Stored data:

********

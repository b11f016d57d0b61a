//! AI trait for the natural-language collaborator.
//!
//! The collaborator is consulted only when pattern-based detection yields
//! too few questions. It is passed explicitly into the extractor rather
//! than held as ambient state, so the no-collaborator path (pure pattern
//! extraction) is a first-class configuration, not a null-check special
//! case.

use async_trait::async_trait;

use crate::error::Result;

/// AI trait for LLM operations.
///
/// Implementations wrap specific LLM providers and handle transport,
/// authentication, and provider-side retries. The extraction pipeline
/// performs no retries of its own and bounds each call with a configured
/// timeout; on any error it degrades to pattern-only output.
#[async_trait]
pub trait AI: Send + Sync {
    /// Send a prompt and return the raw text response.
    ///
    /// `temperature` controls sampling randomness; the pipeline passes a
    /// low value because fallback extraction must quote questions that
    /// already exist in the content. The response is treated as
    /// unstructured text and parsed line by line.
    async fn ask(&self, prompt: &str, temperature: f32) -> Result<String>;
}
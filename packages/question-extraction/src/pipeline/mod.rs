//! Question extraction pipeline - the core of the library.
//!
//! The pipeline orchestrates:
//! - Normalization of scraped content
//! - Four detection strategies in a fixed order
//! - Per-candidate cleaning and validation
//! - Order-preserving deduplication
//! - Conditional AI fallback when pattern detection comes up short
//! - Confidence scoring and metadata attachment

pub mod fallback;
pub mod prompts;

pub use fallback::{parse_fallback_response, reads_as_question};
pub use prompts::{
    fallback_prompt_hash, format_fallback_prompt, FALLBACK_PROMPT, NO_QUESTIONS_SENTINEL,
};

use std::sync::Arc;
use std::time::Duration;

use tokio::time::timeout;
use tracing::{debug, warn};

use crate::confidence::confidence_score;
use crate::dedupe::dedupe_questions;
use crate::error::ExtractionError;
use crate::normalize::normalize;
use crate::patterns::PatternLibrary;
use crate::strategies::{default_strategies, Strategy};
use crate::traits::AI;
use crate::types::{ExtractorConfig, Question, EXTRACTION_METHOD};
use crate::validate::{clean_question_text, is_valid_question};

/// Survey question extractor with optional AI fallback.
///
/// Holds only static configuration (compiled pattern tables, strategy
/// order, limits); all extraction state is per call, so one extractor can
/// serve concurrent extractions over independent inputs without
/// coordination, provided the `AI` implementation tolerates concurrent
/// use.
pub struct QuestionExtractor {
    patterns: PatternLibrary,
    strategies: Vec<Box<dyn Strategy>>,
    ai: Option<Arc<dyn AI>>,
    config: ExtractorConfig,
}

impl QuestionExtractor {
    /// Create an extractor with no collaborator: pure pattern extraction.
    pub fn new() -> Self {
        Self {
            patterns: PatternLibrary::new(),
            strategies: default_strategies(),
            ai: None,
            config: ExtractorConfig::default(),
        }
    }

    /// Create an extractor that may fall back to the given collaborator.
    pub fn with_ai(ai: Arc<dyn AI>) -> Self {
        Self {
            ai: Some(ai),
            ..Self::new()
        }
    }

    /// Replace the configuration.
    pub fn with_config(mut self, config: ExtractorConfig) -> Self {
        self.config = config;
        self
    }

    /// The active configuration.
    pub fn config(&self) -> &ExtractorConfig {
        &self.config
    }

    /// The compiled pattern library.
    pub fn patterns(&self) -> &PatternLibrary {
        &self.patterns
    }

    /// Pattern-only extraction: the synchronous path, no collaborator.
    ///
    /// Returns every unique valid question found, uncapped.
    pub fn pattern_questions(&self, content: &str) -> Vec<String> {
        let normalized = normalize(content);
        if normalized.is_empty() {
            return Vec::new();
        }
        self.pattern_questions_normalized(&normalized)
    }

    fn pattern_questions_normalized(&self, content: &str) -> Vec<String> {
        let mut candidates = Vec::new();

        for strategy in &self.strategies {
            let found = strategy.extract(content, &self.patterns);
            debug!("strategy {} proposed {} candidates", strategy.label(), found.len());
            candidates.extend(found);
        }

        let cleaned = candidates.into_iter().filter_map(|candidate| {
            let text = clean_question_text(&candidate.text, &self.patterns);
            is_valid_question(&text, &self.patterns).then_some(text)
        });

        dedupe_questions(cleaned)
    }

    /// Extract questions from scraped content.
    ///
    /// Runs the pattern pipeline first; if it yields at least
    /// `min_questions` unique questions, or no collaborator is configured,
    /// that result is returned directly (the common path, no AI call).
    /// Otherwise the collaborator is consulted once under the configured
    /// deadline, its response merged in, and the combined set re-deduped.
    /// Collaborator failure or timeout degrades to pattern-only output;
    /// this method never fails.
    pub async fn extract_questions(&self, content: &str, url: &str) -> Vec<String> {
        let max = self.config.max_questions;

        let normalized = normalize(content);
        if normalized.is_empty() {
            return Vec::new();
        }

        let mut questions = self.pattern_questions_normalized(&normalized);
        debug!("pattern extraction found {} unique questions", questions.len());

        let sufficient = questions.len() >= self.config.min_questions;
        let Some(ai) = self.ai.as_ref().filter(|_| !sufficient) else {
            questions.truncate(max);
            return questions;
        };

        let prompt = format_fallback_prompt(
            &normalized,
            url,
            max,
            self.config.prompt_content_limit,
        );
        let deadline = Duration::from_millis(self.config.fallback_timeout_ms);

        let response = match timeout(deadline, ai.ask(&prompt, self.config.fallback_temperature))
            .await
        {
            Ok(result) => result,
            Err(_) => Err(ExtractionError::Timeout {
                timeout_ms: self.config.fallback_timeout_ms,
            }),
        };

        match response {
            Ok(text) => {
                let fallback = parse_fallback_response(&text, &self.patterns, max);
                debug!("fallback produced {} candidate questions", fallback.len());

                let mut merged = dedupe_questions(questions.into_iter().chain(fallback));
                merged.truncate(max);
                merged
            }
            Err(e) => {
                warn!("Fallback extraction failed, returning pattern results: {}", e);
                questions.truncate(max);
                questions
            }
        }
    }

    /// Extract questions with per-question metadata.
    ///
    /// Wraps [`extract_questions`](Self::extract_questions) and attaches
    /// source URL, title, the constant extraction-method tag, a confidence
    /// score, and the 1-based position.
    pub async fn extract_with_metadata(
        &self,
        content: &str,
        url: &str,
        title: &str,
    ) -> Vec<Question> {
        let questions = self.extract_questions(content, url).await;

        questions
            .into_iter()
            .enumerate()
            .map(|(i, question)| Question {
                confidence: confidence_score(&question),
                source: (!url.is_empty()).then(|| url.to_string()),
                title: (!title.is_empty()).then(|| title.to_string()),
                extraction_method: EXTRACTION_METHOD.to_string(),
                question_number: i + 1,
                question,
            })
            .collect()
    }
}

impl Default for QuestionExtractor {
    fn default() -> Self {
        Self::new()
    }
}

#[cfg(test)]
mod tests {
    use super::*;

    #[test]
    fn test_pattern_questions_single_sentence() {
        let extractor = QuestionExtractor::new();

        let questions =
            extractor.pattern_questions("Do you approve of the President's job performance?");

        assert_eq!(
            questions,
            vec!["Do you approve of the President's job performance?"]
        );
    }

    #[test]
    fn test_pattern_questions_empty_content() {
        let extractor = QuestionExtractor::new();
        assert!(extractor.pattern_questions("").is_empty());
        assert!(extractor.pattern_questions("  \n \t ").is_empty());
    }

    #[test]
    fn test_pattern_questions_dedupes_across_strategies() {
        let extractor = QuestionExtractor::new();

        // Every strategy proposes some form of this line; dedup leaves one.
        let content = "Would you support a statewide transit expansion?";
        let questions = extractor.pattern_questions(content);

        assert_eq!(questions.len(), 1);
        assert_eq!(questions[0], content);
    }

    #[tokio::test]
    async fn test_extract_without_ai_truncates() {
        let extractor = QuestionExtractor::new()
            .with_config(ExtractorConfig::new().with_max_questions(2));

        let content = "Do you approve of the mayor's budget proposal?\n\
                       Would you support a new light rail line?\n\
                       Do you plan to vote in the next statewide election?";

        let questions = extractor.extract_questions(content, "").await;
        assert_eq!(questions.len(), 2);
    }
}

********

# Task requirements
Find the string "unique" in the records, then copy each line where it occurs.

# Solution for this problem
    /// Returns every unique valid question found, uncapped.
    /// `min_questions` unique questions, or no collaborator is configured,
        debug!("pattern extraction found {} unique questions", questions.len());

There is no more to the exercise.